7 Keys for Powerfully Persuasive Presenting
The most persuasive stage is the closing—it's the last thing people remember.
- By Robert Pater
- Jan 01, 2018
I know there's no end to available advice on how to impressively present. Alternately, for persuasively presenting, here are some "secrets" that I've discovered (as in the old martial arts aphorism, "The best secrets keep themselves") that are both critical and not evidently common knowledge.
This is based on my delivering hundreds of presentations—at more than 27 National Safety Congresses; more than a hundred different ASSE, international, and large conferences; 70+ webinars; too numerous corporate keynotes to count; and much more. That doesn't include a large numbers of trainings for line staff, professionals, and Executives. I've also taught presentation skills, written a manual published by ASSE on this topic, and coached senior Executives. And I've seen, as well as done, all kinds of missed presentation opportunities. My personal view is, "I'll try to make a different mistake next time."
From experience, here are 7 keys to presenting to persuade that unlock reluctance and resistance to improving:
1. Starting off, I re-focus on the overriding purpose of each of my presentations, both in planning and delivery. I'm not merely trying to academically impart information or to tell people what to do, nor to show anyone how much I know. I'm always aiming to persuade, to reach people, to ideally help them make more successful decisions, to transfer skills they can't wait to apply to make their lives work safer and better overall.
2. Getting in front of a group is a power-potentiated opportunity to stimulate lasting advances in mindsets and skills. When you think about it, your presentation may only be as brief as 15 minutes—but if you're in front of just 20 people, that's 5 person-hours of possible impact. And that's just the tip; much more than just batching one message to a group, you have the chance to reach them, to angle up their mental and physical trajectory for weeks, even months to come. So in my mind it pays to spend a good deal of preparation time to maximize even a "minimal" quarter hour of presentation contact.
3. I know that the most important parts of a presentation are not what many think, the content in the middle. Sure this may comprise the bulk of the time, but it's not necessarily the part that makes the most impact. Rather, the most persuasive stage is the closing—it's the last thing people remember. Have you ever been to a really good presentation that ended weakly, with the presenter tailing off, looking down or embarrassed or unsure? This lowers energy and weakens the entire message that people. Mark that I'm not a fan of "motivational" presentations of the "You can do it!" type that are like gobbling sugar calories; these might taste good at the time but are nutritionally empty of why you should do something or what to do or how to do it. Remember that the last verbal and nonverbal messages you communicate are what participants best recall and walk away with.
4. The opening is the second most important part of any presentation—how it begins. Do you create an atmosphere of positive expectancy, where participants are looking forward to getting something that they want and can effectively use? So don't begin by apologizing or telling a joke just for the sake of trying on humor that has nothing to do with your underlying message. Everything I say and do during a presentation is to propel participants toward wanting to and knowing how to improve their decisions and actions. These include only including appropriate humor that furthers my messaging.

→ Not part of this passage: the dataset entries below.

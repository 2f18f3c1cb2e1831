//! Entity snapshots for compensation
//!
//! A snapshot is the pre-mutation state of an entity, captured the first
//! time a write-mode transaction sees it. Compensation restores snapshots
//! onto backends that already committed.
//!
//! # Snapshot Guarantees
//!
//! - A snapshot never aliases the live entity: mutating the entity after
//!   capture leaves the snapshot unchanged.
//! - The first capture wins; later captures of the same entity are no-ops.
//! - An entity created inside the transaction is recorded as
//!   [`Snapshot::NewlyCreated`]; compensation deletes it.
//!
//! How a record is copied is decided per entity type by a
//! [`SnapshotStrategy`]. The default [`DeepClone`] strategy copies every
//! attribute and relation link.

use rustc_hash::{FxHashMap, FxHashSet};
use std::sync::Arc;
use strata_core::entity::Record;
use strata_core::metadata::EntityMetadata;
use strata_core::types::EntityType;

/// Pre-mutation state of one entity
#[derive(Debug, Clone, PartialEq)]
pub enum Snapshot {
    /// Entity did not exist before this transaction
    NewlyCreated,
    /// Independent copy of the entity as first seen
    Prior(Arc<Record>),
}

impl Snapshot {
    /// Prior record, if the entity existed before the transaction
    pub fn prior(&self) -> Option<&Record> {
        match self {
            Snapshot::NewlyCreated => None,
            Snapshot::Prior(record) => Some(record),
        }
    }
}

/// Copies a record into an independent snapshot
///
/// Implementations must return a value that shares no mutable state with
/// the input. Strategies may drop fields that cannot or need not be
/// restored (for example, computed attributes).
pub trait SnapshotStrategy: Send + Sync {
    /// Produce the snapshot copy
    fn snapshot(&self, record: &Record) -> Record;
}

/// Deep copy of every attribute and relation link
#[derive(Debug, Clone, Copy, Default)]
pub struct DeepClone;

impl SnapshotStrategy for DeepClone {
    fn snapshot(&self, record: &Record) -> Record {
        record.clone()
    }
}

/// Snapshot strategies by entity type
///
/// Lookup walks the supertype chain, so a strategy registered for a
/// supertype applies to its subtypes. Types with no registered strategy
/// use the fallback, [`DeepClone`] unless replaced.
#[derive(Clone)]
pub struct SnapshotStrategies {
    by_type: FxHashMap<EntityType, Arc<dyn SnapshotStrategy>>,
    fallback: Arc<dyn SnapshotStrategy>,
}

impl Default for SnapshotStrategies {
    fn default() -> Self {
        Self {
            by_type: FxHashMap::default(),
            fallback: Arc::new(DeepClone),
        }
    }
}

impl std::fmt::Debug for SnapshotStrategies {
    fn fmt(&self, f: &mut std::fmt::Formatter<'_>) -> std::fmt::Result {
        let mut types: Vec<&str> = self.by_type.keys().map(|t| t.as_str()).collect();
        types.sort_unstable();
        f.debug_struct("SnapshotStrategies")
            .field("types", &types)
            .finish_non_exhaustive()
    }
}

impl SnapshotStrategies {
    /// Registry with only the deep-clone fallback
    pub fn new() -> Self {
        Self::default()
    }

    /// Register a strategy for an entity type (replacing any previous one)
    pub fn register(&mut self, entity_type: EntityType, strategy: Arc<dyn SnapshotStrategy>) {
        self.by_type.insert(entity_type, strategy);
    }

    /// Replace the fallback strategy
    pub fn set_fallback(&mut self, strategy: Arc<dyn SnapshotStrategy>) {
        self.fallback = strategy;
    }

    /// Strategy for an entity type
    pub fn resolve(&self, entity_type: &EntityType, metadata: &dyn EntityMetadata) -> &dyn SnapshotStrategy {
        let mut seen: FxHashSet<EntityType> = FxHashSet::default();
        let mut current = Some(entity_type.clone());
        while let Some(ty) = current {
            if let Some(strategy) = self.by_type.get(&ty) {
                return strategy.as_ref();
            }
            let next = metadata.supertype(&ty);
            if !seen.insert(ty) {
                break;
            }
            current = next;
        }
        self.fallback.as_ref()
    }

    /// Capture a snapshot of a record using the strategy for its type
    pub fn capture(&self, record: &Record, metadata: &dyn EntityMetadata) -> Arc<Record> {
        Arc::new(self.resolve(record.entity_type(), metadata).snapshot(record))
    }
}
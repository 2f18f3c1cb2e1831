//! Bundled backend implementations
//!
//! | Backend | Storage | Bridge | Use |
//! |---------|---------|--------|-----|
//! | InMemory | Hash maps | Optional | Tests, prototyping |
//!
//! Production backends implement [`strata_core::Backend`] in their own
//! crates and are registered with the manager builder.

mod inmemory;

pub use inmemory::InMemoryBackend;
//! Core types and traits for Strata multiplex transactions
//!
//! This crate defines the foundational types used throughout the system:
//! - Value: Unified value enum for entity attributes
//! - EntityType, EntityId, BackendId, MutationKind: Identifiers
//! - Record, EntityRef, EntityKey: Entity state and shared handles
//! - EntityProjection, FilterExpression, Sorting, Pagination, Relationship:
//!   Request descriptors passed through to backends
//! - EntityIterable, RelationValue: Many-entity and relation results
//! - EntityMetadata, EntityDictionary: Entity model contract
//! - Backend, ReadSession, WriteSession, Bridge, Transaction: Contracts
//! - StrataError: Error type hierarchy

#![warn(missing_docs)]
#![warn(clippy::all)]

pub mod entity;
pub mod error;
pub mod iterable;
pub mod metadata;
pub mod request;
pub mod traits;
pub mod types;
pub mod value;

pub use entity::{EntityKey, EntityRef, Record, RelationLinks};
pub use error::{CompensationFailure, StrataError, StrataResult};
pub use iterable::{EntityIterable, InMemoryHints, RelationValue};
pub use metadata::{Cardinality, EntityDictionary, EntityDictionaryBuilder, EntityMetadata};
pub use request::{
    EntityProjection, FilterExpression, FilterPredicate, Operator, Pagination, Relationship,
    SortOrder, Sorting,
};
pub use traits::{Backend, Bridge, ReadSession, Transaction, WriteSession};
pub use types::{BackendId, EntityId, EntityType, MutationKind};
pub use value::Value;
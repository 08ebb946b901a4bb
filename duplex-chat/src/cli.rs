use clap::{Args, Parser, Subcommand};

/// Port both endpoints use unless told otherwise.
pub const DEFAULT_PORT: u16 = 8080;

#[derive(Parser, Debug)]
#[command(author, version, about, long_about = None)]
pub struct Cli {
    #[command(subcommand)]
    pub command: Command,
}

#[derive(Subcommand, Debug)]
pub enum Command {
    /// Wait for exactly one peer to connect, then chat with it.
    Server(ServerArgs),
    /// Connect to a waiting server and chat with it.
    Client(ClientArgs),
}

#[derive(Args, Debug, Clone)]
pub struct ServerArgs {
    /// Interface address to bind to.
    #[arg(long, default_value = "0.0.0.0")]
    pub host: String,

    /// Port to listen on. Use 0 for an ephemeral port.
    #[arg(long, default_value_t = DEFAULT_PORT)]
    pub port: u16,

    /// Label printed in front of everything the peer sends.
    #[arg(long, default_value = "peer")]
    pub peer_label: String,
}

#[derive(Args, Debug, Clone)]
pub struct ClientArgs {
    /// Address of the server, either an IP literal or a hostname.
    #[arg(long, default_value = "127.0.0.1")]
    pub host: String,

    /// Port the server is listening on.
    #[arg(long, default_value_t = DEFAULT_PORT)]
    pub port: u16,

    /// Label printed in front of everything the peer sends.
    #[arg(long, default_value = "peer")]
    pub peer_label: String,
}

5. And I do mean "participants" and not "audience." Thinking of people in the former term reminds that they’re there to be mentally and even physically involved, not just to show you awe or appreciation (as does an audience).
6. Even in webinars, my finding ways to engage participants so that they actually, well, participate, is important to activating them to do something different after the presentation. Again, I'm a change agent, not an entertainer. Involvers might include polls, individual exercises and reflectors (such as trying something mentally on), paired practices, demonstrations, and much more. It's critical in any presentation—no matter how many participants—to break the inertia of their sitting mentally and physically passive. If I want them to be doing something after the presentation, I have to have them doing something active during the presentation.
7. Sure, there are presentation techniques that help, from using movement in different ways, employing silence, varying energy (in more or less a sine wave manner), harnessing eye contact even with a very large group, using the best while avoiding turnoff hand gestures—and more. But, as useful as these are, they pale in importance to something else. Ultimately, the combination of showing Concern and making strong Contact are two strands woven into the lifeline guiding a presentation's power to affect people. Banish generic presentations. If you are truly concerned for participants' well-being and safety and if you can tangibly convey this by making strong contact with them, backed by your preparation clearly demonstrating you understand their concerns and obstacles through using their language, referring to their specific work applications and more, you can really move groups of people in ways that last for quite a time.
Bottom line: The most influencing presentations I can make are founded on my: keeping in mind my utmost goals, customizing my presentation to participants' current concerns and to my latest thinking, involving everyone in some ways, making best possible contact in the moment, and offering practical/do-able potential solutions to their vexing problems.